The entries are to be repeated in full, without any change.
[Start of Attachment]
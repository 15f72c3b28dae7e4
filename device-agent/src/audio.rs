//! Seams over the device audio hardware: tone playback, speech synthesis,
//! output volume, exclusive speech focus, and the wake hold.
//!
//! Volume and focus are exclusive resources; `VolumeGuard` and `FocusGuard`
//! restore/release on drop so every exit path out of an announcement
//! (completion, error, supersede-cancellation) gives back what it acquired.

use std::sync::atomic::{AtomicBool, AtomicU32, Ordering};
use std::sync::{Arc, Mutex};
use std::time::Duration;

use thiserror::Error;
use tracing::{debug, warn};

#[derive(Debug, Error)]
pub enum AudioError {
    #[error("tone playback failed: {0}")]
    Tone(String),
    #[error("speech synthesis failed: {0}")]
    Speech(String),
    #[error("speech engine not initialized")]
    EngineNotReady,
    #[error("audio focus unavailable")]
    FocusDenied,
}

/// Output mixer: stream volume plus exclusive speech focus.
pub trait AudioOutput: Send + Sync {
    fn volume(&self) -> u32;
    fn max_volume(&self) -> u32;
    fn set_volume(&self, level: u32);
    fn request_focus(&self) -> Result<(), AudioError>;
    fn abandon_focus(&self);
}

/// Alert tone playback; `play` resolves once playback has fully completed or
/// failed, which is what serializes tone-then-speech.
#[async_trait::async_trait]
pub trait TonePlayer: Send + Sync {
    async fn play(&self) -> Result<(), AudioError>;
}

/// Speech synthesis engine. `is_ready` reflects whether initialization ever
/// succeeded; `speak` resolves on utterance completion.
#[async_trait::async_trait]
pub trait SpeechEngine: Send + Sync {
    fn is_ready(&self) -> bool;
    async fn speak(&self, text: &str) -> Result<(), AudioError>;
}

/// Platform default alert sound, the terminal fallback when the richer
/// sequence cannot run. Must never fail loudly.
pub trait AlertSound: Send + Sync {
    fn ring(&self);
}

/// Sets the output volume and restores the saved level on drop.
pub struct VolumeGuard {
    output: Arc<dyn AudioOutput>,
    original: u32,
}

impl VolumeGuard {
    pub fn raise_to(output: Arc<dyn AudioOutput>, target: u32) -> Self {
        let original = output.volume();
        output.set_volume(target);
        debug!(original, target, "output volume raised");
        Self { output, original }
    }
}

impl Drop for VolumeGuard {
    fn drop(&mut self) {
        self.output.set_volume(self.original);
        debug!(restored = self.original, "output volume restored");
    }
}

/// Exclusive speech focus; released on drop.
pub struct FocusGuard {
    output: Arc<dyn AudioOutput>,
}

impl FocusGuard {
    pub fn acquire(output: Arc<dyn AudioOutput>) -> Result<Self, AudioError> {
        output.request_focus()?;
        Ok(Self { output })
    }
}

impl Drop for FocusGuard {
    fn drop(&mut self) {
        self.output.abandon_focus();
    }
}

/// Bounded-duration wake hold. The hold lapses at its ceiling even if the
/// guard is leaked by a stuck sequence.
pub struct WakeGuard {
    held: Arc<AtomicBool>,
}

impl Drop for WakeGuard {
    fn drop(&mut self) {
        self.held.store(false, Ordering::SeqCst);
    }
}

pub trait WakeSource: Send + Sync {
    fn acquire(&self, ceiling: Duration) -> WakeGuard;
}

/// Silent, sound-less status notification surface. The announcement sequencer
/// owns the audible channel exclusively, so implementations must not attach
/// their own sound or vibration.
pub trait Notifier: Send + Sync {
    fn notify_silent(&self, title: &str, body: &str);
}

/// In-memory, scriptable implementations used by tests and embedders without
/// real hardware.
pub mod stub {
    use super::*;

    pub struct StubAudio {
        volume: Mutex<u32>,
        max: u32,
        pub volume_changes: Mutex<Vec<u32>>,
        focus_held: AtomicBool,
        pub deny_focus: AtomicBool,
    }

    impl StubAudio {
        pub fn new(volume: u32, max: u32) -> Self {
            Self {
                volume: Mutex::new(volume),
                max,
                volume_changes: Mutex::new(Vec::new()),
                focus_held: AtomicBool::new(false),
                deny_focus: AtomicBool::new(false),
            }
        }

        pub fn focus_held(&self) -> bool {
            self.focus_held.load(Ordering::SeqCst)
        }
    }

    impl AudioOutput for StubAudio {
        fn volume(&self) -> u32 {
            *self.volume.lock().expect("stub audio poisoned")
        }

        fn max_volume(&self) -> u32 {
            self.max
        }

        fn set_volume(&self, level: u32) {
            *self.volume.lock().expect("stub audio poisoned") = level;
            self.volume_changes
                .lock()
                .expect("stub audio poisoned")
                .push(level);
        }

        fn request_focus(&self) -> Result<(), AudioError> {
            if self.deny_focus.load(Ordering::SeqCst) {
                return Err(AudioError::FocusDenied);
            }
            self.focus_held.store(true, Ordering::SeqCst);
            Ok(())
        }

        fn abandon_focus(&self) {
            self.focus_held.store(false, Ordering::SeqCst);
        }
    }

    pub struct StubTone {
        pub fail: AtomicBool,
        pub played: AtomicU32,
        pub duration: Duration,
    }

    impl StubTone {
        pub fn new() -> Self {
            Self {
                fail: AtomicBool::new(false),
                played: AtomicU32::new(0),
                duration: Duration::from_millis(10),
            }
        }

        pub fn failing() -> Self {
            let tone = Self::new();
            tone.fail.store(true, Ordering::SeqCst);
            tone
        }
    }

    impl Default for StubTone {
        fn default() -> Self {
            Self::new()
        }
    }

    #[async_trait::async_trait]
    impl TonePlayer for StubTone {
        async fn play(&self) -> Result<(), AudioError> {
            tokio::time::sleep(self.duration).await;
            if self.fail.load(Ordering::SeqCst) {
                return Err(AudioError::Tone("stub tone error".into()));
            }
            self.played.fetch_add(1, Ordering::SeqCst);
            Ok(())
        }
    }

    pub struct StubSpeech {
        ready: bool,
        pub fail: AtomicBool,
        pub spoken: Mutex<Vec<String>>,
        pub duration: Duration,
    }

    impl StubSpeech {
        pub fn new() -> Self {
            Self {
                ready: true,
                fail: AtomicBool::new(false),
                spoken: Mutex::new(Vec::new()),
                duration: Duration::from_millis(10),
            }
        }

        pub fn uninitialized() -> Self {
            Self {
                ready: false,
                ..Self::new()
            }
        }
    }

    impl Default for StubSpeech {
        fn default() -> Self {
            Self::new()
        }
    }

    #[async_trait::async_trait]
    impl SpeechEngine for StubSpeech {
        fn is_ready(&self) -> bool {
            self.ready
        }

        async fn speak(&self, text: &str) -> Result<(), AudioError> {
            tokio::time::sleep(self.duration).await;
            if self.fail.load(Ordering::SeqCst) {
                return Err(AudioError::Speech("stub speech error".into()));
            }
            self.spoken
                .lock()
                .expect("stub speech poisoned")
                .push(text.to_string());
            Ok(())
        }
    }

    #[derive(Default)]
    pub struct StubAlert {
        pub rings: AtomicU32,
    }

    impl AlertSound for StubAlert {
        fn ring(&self) {
            self.rings.fetch_add(1, Ordering::SeqCst);
        }
    }

    #[derive(Default)]
    pub struct StubWake {
        pub held: Arc<AtomicBool>,
    }

    impl WakeSource for StubWake {
        fn acquire(&self, ceiling: Duration) -> WakeGuard {
            self.held.store(true, Ordering::SeqCst);
            let held = self.held.clone();
            // Ceiling release runs regardless of what happens to the guard.
            tokio::spawn(async move {
                tokio::time::sleep(ceiling).await;
                if held.swap(false, Ordering::SeqCst) {
                    warn!("wake hold hit its ceiling before release");
                }
            });
            WakeGuard {
                held: self.held.clone(),
            }
        }
    }

    #[derive(Default)]
    pub struct StubNotifier {
        pub posted: Mutex<Vec<(String, String)>>,
    }

    impl Notifier for StubNotifier {
        fn notify_silent(&self, title: &str, body: &str) {
            self.posted
                .lock()
                .expect("stub notifier poisoned")
                .push((title.to_string(), body.to_string()));
        }
    }
}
[End of Attachment]
▶ _RESULT_
repository 15f72c3b28dae7e4
filename device-agent/src/audio.rs
//! Seams over the device audio hardware: tone playback, speech synthesis,
//! output volume, exclusive speech focus, and the wake hold.
//!
//! Volume and focus are exclusive resources; `VolumeGuard` and `FocusGuard`
//! restore/release on drop so every exit path out of an announcement
//! (completion, error, supersede-cancellation) gives back what it acquired.

use std::sync::atomic::{AtomicBool, AtomicU32, Ordering};
use std::sync::{Arc, Mutex};
use std::time::Duration;

use thiserror::Error;
use tracing::{debug, warn};

#[derive(Debug, Error)]
pub enum AudioError {
    #[error("tone playback failed: {0}")]
    Tone(String),
    #[error("speech synthesis failed: {0}")]
    Speech(String),
    #[error("speech engine not initialized")]
    EngineNotReady,
    #[error("audio focus unavailable")]
    FocusDenied,
}

/// Output mixer: stream volume plus exclusive speech focus.
pub trait AudioOutput: Send + Sync {
    fn volume(&self) -> u32;
    fn max_volume(&self) -> u32;
    fn set_volume(&self, level: u32);
    fn request_focus(&self) -> Result<(), AudioError>;
    fn abandon_focus(&self);
}

/// Alert tone playback; `play` resolves once playback has fully completed or
/// failed, which is what serializes tone-then-speech.
#[async_trait::async_trait]
pub trait TonePlayer: Send + Sync {
    async fn play(&self) -> Result<(), AudioError>;
}

/// Speech synthesis engine. `is_ready` reflects whether initialization ever
/// succeeded; `speak` resolves on utterance completion.
#[async_trait::async_trait]
pub trait SpeechEngine: Send + Sync {
    fn is_ready(&self) -> bool;
    async fn speak(&self, text: &str) -> Result<(), AudioError>;
}

/// Platform default alert sound, the terminal fallback when the richer
/// sequence cannot run. Must never fail loudly.
pub trait AlertSound: Send + Sync {
    fn ring(&self);
}

/// Sets the output volume and restores the saved level on drop.
pub struct VolumeGuard {
    output: Arc<dyn AudioOutput>,
    original: u32,
}

impl VolumeGuard {
    pub fn raise_to(output: Arc<dyn AudioOutput>, target: u32) -> Self {
        let original = output.volume();
        output.set_volume(target);
        debug!(original, target, "output volume raised");
        Self { output, original }
    }
}

impl Drop for VolumeGuard {
    fn drop(&mut self) {
        self.output.set_volume(self.original);
        debug!(restored = self.original, "output volume restored");
    }
}

/// Exclusive speech focus; released on drop.
pub struct FocusGuard {
    output: Arc<dyn AudioOutput>,
}

impl FocusGuard {
    pub fn acquire(output: Arc<dyn AudioOutput>) -> Result<Self, AudioError> {
        output.request_focus()?;
        Ok(Self { output })
    }
}

impl Drop for FocusGuard {
    fn drop(&mut self) {
        self.output.abandon_focus();
    }
}

/// Bounded-duration wake hold. The hold lapses at its ceiling even if the
/// guard is leaked by a stuck sequence.
pub struct WakeGuard {
    held: Arc<AtomicBool>,
}

impl Drop for WakeGuard {
    fn drop(&mut self) {
        self.held.store(false, Ordering::SeqCst);
    }
}

pub trait WakeSource: Send + Sync {
    fn acquire(&self, ceiling: Duration) -> WakeGuard;
}

/// Silent, sound-less status notification surface. The announcement sequencer
/// owns the audible channel exclusively, so implementations must not attach
/// their own sound or vibration.
pub trait Notifier: Send + Sync {
    fn notify_silent(&self, title: &str, body: &str);
}

/// In-memory, scriptable implementations used by tests and embedders without
/// real hardware.
pub mod stub {
    use super::*;

    pub struct StubAudio {
        volume: Mutex<u32>,
        max: u32,
        pub volume_changes: Mutex<Vec<u32>>,
        focus_held: AtomicBool,
        pub deny_focus: AtomicBool,
    }

    impl StubAudio {
        pub fn new(volume: u32, max: u32) -> Self {
            Self {
                volume: Mutex::new(volume),
                max,
                volume_changes: Mutex::new(Vec::new()),
                focus_held: AtomicBool::new(false),
                deny_focus: AtomicBool::new(false),
            }
        }

        pub fn focus_held(&self) -> bool {
            self.focus_held.load(Ordering::SeqCst)
        }
    }

    impl AudioOutput for StubAudio {
        fn volume(&self) -> u32 {
            *self.volume.lock().expect("stub audio poisoned")
        }

        fn max_volume(&self) -> u32 {
            self.max
        }

        fn set_volume(&self, level: u32) {
            *self.volume.lock().expect("stub audio poisoned") = level;
            self.volume_changes
                .lock()
                .expect("stub audio poisoned")
                .push(level);
        }

        fn request_focus(&self) -> Result<(), AudioError> {
            if self.deny_focus.load(Ordering::SeqCst) {
                return Err(AudioError::FocusDenied);
            }
            self.focus_held.store(true, Ordering::SeqCst);
            Ok(())
        }

        fn abandon_focus(&self) {
            self.focus_held.store(false, Ordering::SeqCst);
        }
    }

    pub struct StubTone {
        pub fail: AtomicBool,
        pub played: AtomicU32,
        pub duration: Duration,
    }

    impl StubTone {
        pub fn new() -> Self {
            Self {
                fail: AtomicBool::new(false),
                played: AtomicU32::new(0),
                duration: Duration::from_millis(10),
            }
        }

        pub fn failing() -> Self {
            let tone = Self::new();
            tone.fail.store(true, Ordering::SeqCst);
            tone
        }
    }

    impl Default for StubTone {
        fn default() -> Self {
            Self::new()
        }
    }

    #[async_trait::async_trait]
    impl TonePlayer for StubTone {
        async fn play(&self) -> Result<(), AudioError> {
            tokio::time::sleep(self.duration).await;
            if self.fail.load(Ordering::SeqCst) {
                return Err(AudioError::Tone("stub tone error".into()));
            }
            self.played.fetch_add(1, Ordering::SeqCst);
            Ok(())
        }
    }

    pub struct StubSpeech {
        ready: bool,
        pub fail: AtomicBool,
        pub spoken: Mutex<Vec<String>>,
        pub duration: Duration,
    }

    impl StubSpeech {
        pub fn new() -> Self {
            Self {
                ready: true,
                fail: AtomicBool::new(false),
                spoken: Mutex::new(Vec::new()),
                duration: Duration::from_millis(10),
            }
        }

        pub fn uninitialized() -> Self {
            Self {
                ready: false,
                ..Self::new()
            }
        }
    }

    impl Default for StubSpeech {
        fn default() -> Self {
            Self::new()
        }
    }

    #[async_trait::async_trait]
    impl SpeechEngine for StubSpeech {
        fn is_ready(&self) -> bool {
            self.ready
        }

        async fn speak(&self, text: &str) -> Result<(), AudioError> {
            tokio::time::sleep(self.duration).await;
            if self.fail.load(Ordering::SeqCst) {
                return Err(AudioError::Speech("stub speech error".into()));
            }
            self.spoken
                .lock()
                .expect("stub speech poisoned")
                .push(text.to_string());
            Ok(())
        }
    }

    #[derive(Default)]
    pub struct StubAlert {
        pub rings: AtomicU32,
    }

    impl AlertSound for StubAlert {
        fn ring(&self) {
            self.rings.fetch_add(1, Ordering::SeqCst);
        }
    }

    #[derive(Default)]
    pub struct StubWake {
        pub held: Arc<AtomicBool>,
    }

    impl WakeSource for StubWake {
        fn acquire(&self, ceiling: Duration) -> WakeGuard {
            self.held.store(true, Ordering::SeqCst);
            let held = self.held.clone();
            // Ceiling release runs regardless of what happens to the guard.
            tokio::spawn(async move {
                tokio::time::sleep(ceiling).await;
                if held.swap(false, Ordering::SeqCst) {
                    warn!("wake hold hit its ceiling before release");
                }
            });
            WakeGuard {
                held: self.held.clone(),
            }
        }
    }

    #[derive(Default)]
    pub struct StubNotifier {
        pub posted: Mutex<Vec<(String, String)>>,
    }

    impl Notifier for StubNotifier {
        fn notify_silent(&self, title: &str, body: &str) {
            self.posted
                .lock()
                .expect("stub notifier poisoned")
                .push((title.to_string(), body.to_string()));
        }
    }
}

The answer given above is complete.